Now we can save the MA plot to our output:
ggsave("output/ma_plot_BasalvsLP.png", ma_bvl)Saving 10 x 5 in image
7.5.2 Gene set testing
Although beyond the scope of this subject, researchers are often interested in discovering biological trends in differential gene expression results such as we have generated above. To do this, genes can be grouped according to their involvement in similar biological processes, molecular functions or cellular components, for example.

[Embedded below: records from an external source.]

//! Recording duration timing
//!
//! Simple monotonic clock for the published duration counter.

use std::time::{Duration, Instant};

/// Monotonic clock started when a recording begins
///
/// Wall-clock changes during a recording do not affect the counter.
#[derive(Debug, Clone, Copy)]
pub struct RecordingClock {
    start: Instant,
}

impl RecordingClock {
    /// Create a clock with the current instant as time zero
    pub fn new() -> Self {
        Self {
            start: Instant::now(),
        }
    }

    /// Create a clock from an existing start instant
    pub fn from_instant(start: Instant) -> Self {
        Self { start }
    }

    #[inline]
    pub fn elapsed(&self) -> Duration {
        self.start.elapsed()
    }

    /// Elapsed time at a given instant. Instants before the start read as zero.
    #[inline]
    pub fn elapsed_at(&self, instant: Instant) -> Duration {
        instant.saturating_duration_since(self.start)
    }

    pub fn start_instant(&self) -> Instant {
        self.start
    }

    /// Counter text, e.g. "03:07" or "1:02:45" past the hour.
    pub fn label(&self) -> String {
        format_duration(self.elapsed())
    }
}

impl Default for RecordingClock {
    fn default() -> Self {
        Self::new()
    }
}

pub fn format_duration(duration: Duration) -> String {
    let total = duration.as_secs();
    let (hours, minutes, seconds) = (total / 3600, (total % 3600) / 60, total % 60);
    if hours > 0 {
        format!("{}:{:02}:{:02}", hours, minutes, seconds)
    } else {
        format!("{:02}:{:02}", minutes, seconds)
    }
}

#[cfg(test)]
mod tests {
    use super::*;

    #[test]
    fn test_format_duration() {
        assert_eq!(format_duration(Duration::ZERO), "00:00");
        assert_eq!(format_duration(Duration::from_secs(187)), "03:07");
        assert_eq!(format_duration(Duration::from_millis(59_999)), "00:59");
        assert_eq!(format_duration(Duration::from_secs(3765)), "1:02:45");
    }

    #[test]
    fn test_elapsed_at_is_monotonic() {
        let start = Instant::now();
        let clock = RecordingClock::from_instant(start);
        assert_eq!(clock.elapsed_at(start), Duration::ZERO);
        let later = start + Duration::from_secs(5);
        assert_eq!(clock.elapsed_at(later), Duration::from_secs(5));
        assert!(clock.elapsed() <= clock.elapsed_at(Instant::now()));
    }
}
#[cfg(test)]
mod error_tests {
    use pitchcam::errors::CaptureError;
    use std::error::Error;

    #[test]
    fn test_device_unavailable_message() {
        let error = CaptureError::DeviceUnavailable("no ultraWide lens".to_string());
        assert!(error.to_string().contains("Capture device unavailable"));
        assert!(error.to_string().contains("no ultraWide lens"));
    }

    #[test]
    fn test_recording_in_progress_display() {
        let error = CaptureError::RecordingInProgress;
        assert_eq!(
            format!("{}", error),
            "Operation rejected while a recording is in progress"
        );
    }

    #[test]
    fn test_no_suitable_format_debug_format() {
        let error = CaptureError::NoSuitableFormat("Debug test".to_string());
        let debug_str = format!("{:?}", error);
        assert!(debug_str.contains("NoSuitableFormat"));
        assert!(debug_str.contains("Debug test"));
    }

    #[test]
    fn test_error_implements_error_trait() {
        let error = CaptureError::InputAttachFailed("Error trait test".to_string());
        let _error_trait: &dyn Error = &error;
        assert!(error.source().is_none());
    }

    #[test]
    fn test_error_is_clone_and_comparable() {
        let error = CaptureError::RecordingFailed("disk full".to_string());
        let published = error.clone();
        assert_eq!(error, published);
        assert_ne!(error, CaptureError::RecordingInProgress);
    }

    #[test]
    fn test_io_error_conversion() {
        let io = std::io::Error::new(std::io::ErrorKind::PermissionDenied, "read-only volume");
        let error: CaptureError = io.into();
        assert!(matches!(error, CaptureError::Io(ref msg) if msg.contains("read-only volume")));
    }

    #[test]
    fn test_json_error_conversion() {
        let parse = serde_json::from_str::<serde_json::Value>("{not json").unwrap_err();
        let error: CaptureError = parse.into();
        assert!(matches!(error, CaptureError::Serialization(_)));
        assert!(error.to_string().starts_with("Serialization error"));
    }

    #[test]
    fn test_errors_are_send_and_sync() {
        fn assert_send_sync<T: Send + Sync>() {}
        assert_send_sync::<CaptureError>();
    }
}
//! Flat-file persistence: one JSON sidecar per movie file.

use super::metadata::RecordingMetadata;
use crate::errors::CaptureError;
use chrono::{DateTime, Local};
use std::fs;
use std::path::{Path, PathBuf};

/// Receives finished recordings from the coordinator.
pub trait RecordingStore: Send {
    /// Store the metadata for a finished movie. Returns where it went.
    fn persist(&self, media: &Path, metadata: &RecordingMetadata) -> Result<PathBuf, CaptureError>;

    /// Remove what is left of a failed recording.
    fn discard(&self, media: &Path) -> Result<(), CaptureError>;
}

/// Writes `<stem>.json` next to each movie.
#[derive(Debug, Clone, Copy, Default)]
pub struct SidecarStore;

impl RecordingStore for SidecarStore {
    fn persist(&self, media: &Path, metadata: &RecordingMetadata) -> Result<PathBuf, CaptureError> {
        write_sidecar(media, metadata)
    }

    fn discard(&self, media: &Path) -> Result<(), CaptureError> {
        match fs::remove_file(media) {
            Ok(()) => {
                log::info!("Removed partial recording {:?}", media);
                Ok(())
            }
            Err(e) if e.kind() == std::io::ErrorKind::NotFound => Ok(()),
            Err(e) => Err(e.into()),
        }
    }
}

pub fn sidecar_path(media: &Path) -> PathBuf {
    media.with_extension("json")
}

/// `pitch_<YYYYMMDD_HHMMSS>.<ext>`
pub fn recording_file_name(started: DateTime<Local>, extension: &str) -> String {
    format!("pitch_{}.{}", started.format("%Y%m%d_%H%M%S"), extension)
}

/// First free recording path in `directory` for the given start time.
/// Recordings started within the same second get a numeric suffix.
pub fn next_recording_path(directory: &Path, started: DateTime<Local>, extension: &str) -> PathBuf {
    let candidate = directory.join(recording_file_name(started, extension));
    if !candidate.exists() {
        return candidate;
    }
    let stem = format!("pitch_{}", started.format("%Y%m%d_%H%M%S"));
    (1..)
        .map(|n| directory.join(format!("{}_{}.{}", stem, n, extension)))
        .find(|path| !path.exists())
        .unwrap_or(candidate)
}

pub fn write_sidecar(media: &Path, metadata: &RecordingMetadata) -> Result<PathBuf, CaptureError> {
    let path = sidecar_path(media);
    let json = serde_json::to_string_pretty(metadata)?;
    fs::write(&path, json)?;
    log::debug!("Wrote sidecar {:?}", path);
    Ok(path)
}

pub fn read_sidecar(path: &Path) -> Result<RecordingMetadata, CaptureError> {
    let contents = fs::read_to_string(path)?;
    Ok(serde_json::from_str(&contents)?)
}
//! Serialized session worker.
//!
//! A single thread owns the controller and the recording coordinator.
//! Requests arrive as fire-and-forget commands over a channel; results are
//! only observable through the published state.

use super::controller::{CaptureSessionController, ControllerSettings};
use super::state::SessionState;
use crate::config::PitchCamConfig;
use crate::diagnostics::DebugSnapshot;
use crate::errors::CaptureError;
use crate::exposure::PresetSettings;
use crate::platform::{
    recording_channel, RecordingEvent, RecordingEventReceiver, RecordingEventSender,
    SessionBackend,
};
use crate::recording::{CompletedRecording, RecordingSessionCoordinator};
use crate::types::{AspectRatioTarget, FovMode, LensIdentity};
use crossbeam_channel::{select, Receiver, RecvTimeoutError, Sender};
use std::thread::JoinHandle;
use std::time::Duration;
use tokio::sync::watch;

/// Requests from the presentation layer.
#[derive(Debug, Clone, PartialEq)]
pub enum CaptureCommand {
    /// Configure the session if it has not been yet, then start it running.
    Setup,
    /// Start a configured or stopped session again.
    StartSession,
    SelectLens(LensIdentity),
    SetFovMode(FovMode),
    SetAspectRatio(AspectRatioTarget),
    ApplyPreset(PresetSettings),
    StartRecording(PresetSettings),
    StopRecording,
    ToggleMeteringGrid,
    ClearError,
    StopSession,
}

enum WorkerMessage {
    Command(CaptureCommand),
    /// Acknowledged once everything queued before it has been handled.
    Sync(Sender<()>),
    Shutdown,
}

/// Read-only view the worker publishes after every change.
#[derive(Debug, Clone, PartialEq)]
pub struct PublishedState {
    pub session_state: SessionState,
    pub is_recording: bool,
    pub recording_duration: Duration,
    pub snapshot: Option<DebugSnapshot>,
    /// Most recent failure; replaced by the next one or cleared explicitly.
    pub current_error: Option<CaptureError>,
    pub metering_grid_visible: bool,
    pub exposure_preset: Option<String>,
    pub audio_input: Option<String>,
    pub last_recording: Option<CompletedRecording>,
}

impl Default for PublishedState {
    fn default() -> Self {
        Self {
            session_state: SessionState::Idle,
            is_recording: false,
            recording_duration: Duration::ZERO,
            snapshot: None,
            current_error: None,
            metering_grid_visible: false,
            exposure_preset: None,
            audio_input: None,
            last_recording: None,
        }
    }
}

struct Worker<B: SessionBackend> {
    controller: CaptureSessionController<B>,
    coordinator: RecordingSessionCoordinator,
    recording_tx: RecordingEventSender,
    recording_rx: RecordingEventReceiver,
    state_tx: watch::Sender<PublishedState>,
    current_error: Option<CaptureError>,
    metering_grid_visible: bool,
    last_recording: Option<CompletedRecording>,
    tick: Duration,
}

impl<B: SessionBackend> Worker<B> {
    fn run(mut self, commands: Receiver<WorkerMessage>) {
        log::debug!("Session worker started");
        let events = self.recording_rx.clone();
        let tick = self.tick;
        let mut running = true;
        while running {
            select! {
                recv(commands) -> message => {
                    self.drain_recording_events();
                    match message {
                        Ok(WorkerMessage::Command(command)) => self.handle(command),
                        Ok(WorkerMessage::Sync(ack)) => {
                            self.publish();
                            let _ = ack.send(());
                        }
                        Ok(WorkerMessage::Shutdown) | Err(_) => running = false,
                    }
                }
                recv(events) -> event => {
                    if let Ok(event) = event {
                        self.finish_recording(event);
                    }
                }
                default(tick) => {}
            }
            self.publish();
        }
        self.shutdown();
        log::debug!("Session worker exited");
    }

    fn handle(&mut self, command: CaptureCommand) {
        log::debug!("Handling {:?}", command);
        let result = match command {
            CaptureCommand::Setup => self.setup(),
            CaptureCommand::StartSession => self.controller.start(),
            CaptureCommand::SelectLens(lens) => self.controller.select_lens(lens),
            CaptureCommand::SetFovMode(mode) => self.controller.set_fov_mode(mode),
            CaptureCommand::SetAspectRatio(aspect) => self.controller.set_aspect_ratio(aspect),
            CaptureCommand::ApplyPreset(settings) => self.controller.apply_exposure(settings),
            CaptureCommand::StartRecording(settings) => self.start_recording(settings),
            CaptureCommand::StopRecording => self.coordinator.stop(&mut self.controller),
            CaptureCommand::ToggleMeteringGrid => {
                self.metering_grid_visible = !self.metering_grid_visible;
                Ok(())
            }
            CaptureCommand::ClearError => {
                self.current_error = None;
                Ok(())
            }
            CaptureCommand::StopSession => self.controller.stop(),
        };
        if let Err(e) = result {
            self.fail(e);
        }
    }

    /// A session whose setup committed but whose start timed out stays
    /// configured, so a repeated setup only retries the start.
    fn setup(&mut self) -> Result<(), CaptureError> {
        if self.controller.state() == SessionState::Idle {
            self.controller.setup()?;
        }
        self.controller.start()
    }

    fn start_recording(&mut self, settings: PresetSettings) -> Result<(), CaptureError> {
        if self.controller.is_recording() {
            return Err(CaptureError::RecordingInProgress);
        }
        if self.controller.state() != SessionState::Running {
            return Err(CaptureError::InvalidState(format!(
                "recording requires a running session (currently {})",
                self.controller.state()
            )));
        }
        // The preset stamped into the sidecar is the one actually applied.
        self.controller.apply_exposure(settings.clone())?;
        self.coordinator
            .start(&mut self.controller, &settings, self.recording_tx.clone())
            .map(|_| ())
    }

    fn drain_recording_events(&mut self) {
        while let Ok(event) = self.recording_rx.try_recv() {
            self.finish_recording(event);
        }
    }

    fn finish_recording(&mut self, event: RecordingEvent) {
        match self.coordinator.handle_event(&mut self.controller, event) {
            Ok(completed) => self.last_recording = Some(completed),
            Err(e) => self.fail(e),
        }
    }

    fn fail(&mut self, error: CaptureError) {
        log::warn!("{}", error);
        self.current_error = Some(error);
    }

    fn publish(&self) {
        let next = PublishedState {
            session_state: self.controller.state(),
            is_recording: self.controller.is_recording(),
            recording_duration: self.coordinator.elapsed().unwrap_or_default(),
            snapshot: self.controller.snapshot(),
            current_error: self.current_error.clone(),
            metering_grid_visible: self.metering_grid_visible,
            exposure_preset: self.controller.exposure().map(|s| s.label.clone()),
            audio_input: self.controller.audio_input().map(|a| a.name.clone()),
            last_recording: self.last_recording.clone(),
        };
        self.state_tx.send_if_modified(|current| {
            if *current == next {
                false
            } else {
                *current = next;
                true
            }
        });
    }

    fn shutdown(&mut self) {
        if self.coordinator.is_recording() {
            log::info!("Finishing in-flight recording before shutdown");
            match self.coordinator.stop(&mut self.controller) {
                Ok(()) => match self.recording_rx.recv_timeout(Duration::from_secs(2)) {
                    Ok(event) => self.finish_recording(event),
                    Err(_) => log::warn!("Recording did not report completion before shutdown"),
                },
                Err(e) => self.fail(e),
            }
        }
        if let Err(e) = self.controller.stop() {
            self.fail(e);
        }
        self.publish();
    }
}

/// Handle to the session worker thread.
pub struct CameraService {
    commands: Sender<WorkerMessage>,
    state: watch::Receiver<PublishedState>,
    worker: Option<JoinHandle<()>>,
}

impl CameraService {
    pub fn spawn<B: SessionBackend + 'static>(
        backend: B,
        config: &PitchCamConfig,
    ) -> Result<Self, CaptureError> {
        let (recording_tx, recording_rx) = recording_channel();
        let (state_tx, state) = watch::channel(PublishedState::default());
        let (commands, command_rx) = crossbeam_channel::unbounded();

        let worker = Worker {
            controller: CaptureSessionController::new(backend, ControllerSettings::from(config)),
            coordinator: RecordingSessionCoordinator::from_config(&config.recording),
            recording_tx,
            recording_rx,
            state_tx,
            current_error: None,
            metering_grid_visible: false,
            last_recording: None,
            tick: config.session.status_tick(),
        };

        let handle = std::thread::Builder::new()
            .name("pitchcam-session".to_string())
            .spawn(move || worker.run(command_rx))?;

        Ok(Self {
            commands,
            state,
            worker: Some(handle),
        })
    }

    /// Queue a command. Outcomes show up in the published state.
    pub fn send(&self, command: CaptureCommand) {
        if self.commands.send(WorkerMessage::Command(command)).is_err() {
            log::warn!("Session worker is gone, command dropped");
        }
    }

    pub fn setup(&self) {
        self.send(CaptureCommand::Setup);
    }

    pub fn start_session(&self) {
        self.send(CaptureCommand::StartSession);
    }

    pub fn select_lens(&self, lens: LensIdentity) {
        self.send(CaptureCommand::SelectLens(lens));
    }

    pub fn set_fov_mode(&self, mode: FovMode) {
        self.send(CaptureCommand::SetFovMode(mode));
    }

    pub fn set_aspect_ratio(&self, aspect: AspectRatioTarget) {
        self.send(CaptureCommand::SetAspectRatio(aspect));
    }

    pub fn apply_preset(&self, settings: PresetSettings) {
        self.send(CaptureCommand::ApplyPreset(settings));
    }

    pub fn start_recording(&self, settings: PresetSettings) {
        self.send(CaptureCommand::StartRecording(settings));
    }

    pub fn stop_recording(&self) {
        self.send(CaptureCommand::StopRecording);
    }

    pub fn toggle_metering_grid(&self) {
        self.send(CaptureCommand::ToggleMeteringGrid);
    }

    pub fn clear_error(&self) {
        self.send(CaptureCommand::ClearError);
    }

    pub fn stop_session(&self) {
        self.send(CaptureCommand::StopSession);
    }

    pub fn subscribe(&self) -> watch::Receiver<PublishedState> {
        self.state.clone()
    }

    pub fn state(&self) -> PublishedState {
        self.state.borrow().clone()
    }

    /// Wait until every command sent so far has been handled, then return
    /// the resulting state.
    pub fn sync(&self, timeout: Duration) -> Result<PublishedState, CaptureError> {
        let (ack_tx, ack_rx) = crossbeam_channel::bounded(1);
        self.commands
            .send(WorkerMessage::Sync(ack_tx))
            .map_err(|_| CaptureError::InvalidState("session worker is gone".to_string()))?;
        ack_rx.recv_timeout(timeout).map_err(|e| sync_error(e, timeout))?;
        Ok(self.state())
    }

    /// Stop the session, finish any recording and join the worker.
    pub fn shutdown(mut self) -> Result<PublishedState, CaptureError> {
        self.join()?;
        Ok(self.state())
    }

    fn join(&mut self) -> Result<(), CaptureError> {
        let Some(handle) = self.worker.take() else {
            return Ok(());
        };
        let _ = self.commands.send(WorkerMessage::Shutdown);
        handle
            .join()
            .map_err(|_| CaptureError::InvalidState("session worker panicked".to_string()))
    }
}

fn sync_error(error: RecvTimeoutError, timeout: Duration) -> CaptureError {
    match error {
        RecvTimeoutError::Timeout => CaptureError::InvalidState(format!(
            "session worker did not respond within {}ms",
            timeout.as_millis()
        )),
        // The worker dropped the ack without answering, so it has exited.
        RecvTimeoutError::Disconnected => {
            CaptureError::InvalidState("session worker is gone".to_string())
        }
    }
}

impl Drop for CameraService {
    fn drop(&mut self) {
        if let Err(e) = self.join() {
            log::warn!("Error stopping session worker: {}", e);
        }
    }
}

#[cfg(test)]
mod tests {
    use super::*;

    #[test]
    fn test_sync_errors_distinguish_exit_from_timeout() {
        let timeout = Duration::from_millis(250);

        let timed_out = sync_error(RecvTimeoutError::Timeout, timeout);
        assert_eq!(
            timed_out,
            CaptureError::InvalidState("session worker did not respond within 250ms".to_string())
        );

        let gone = sync_error(RecvTimeoutError::Disconnected, timeout);
        assert_eq!(
            gone,
            CaptureError::InvalidState("session worker is gone".to_string())
        );
    }

    #[test]
    fn test_dropped_ack_reports_worker_gone() {
        let (ack_tx, ack_rx) = crossbeam_channel::bounded::<()>(1);
        drop(ack_tx);
        let timeout = Duration::from_secs(5);

        let error = ack_rx
            .recv_timeout(timeout)
            .map_err(|e| sync_error(e, timeout))
            .unwrap_err();
        assert_eq!(
            error,
            CaptureError::InvalidState("session worker is gone".to_string())
        );
    }
}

A single gene can be involved in multiple biological processes, and have multiple ‘terms’ or ‘labels’. Genes with the same assigned term are called a ‘gene set’.
‘Gene set enrichment analysis’ is the science of identifying terms that are over-represented among differentially expressed genes. There are many methods for doing this, and ensemble methods (aggregating results from multiple enrichment testing methods), is an optimal approach, as detailed here.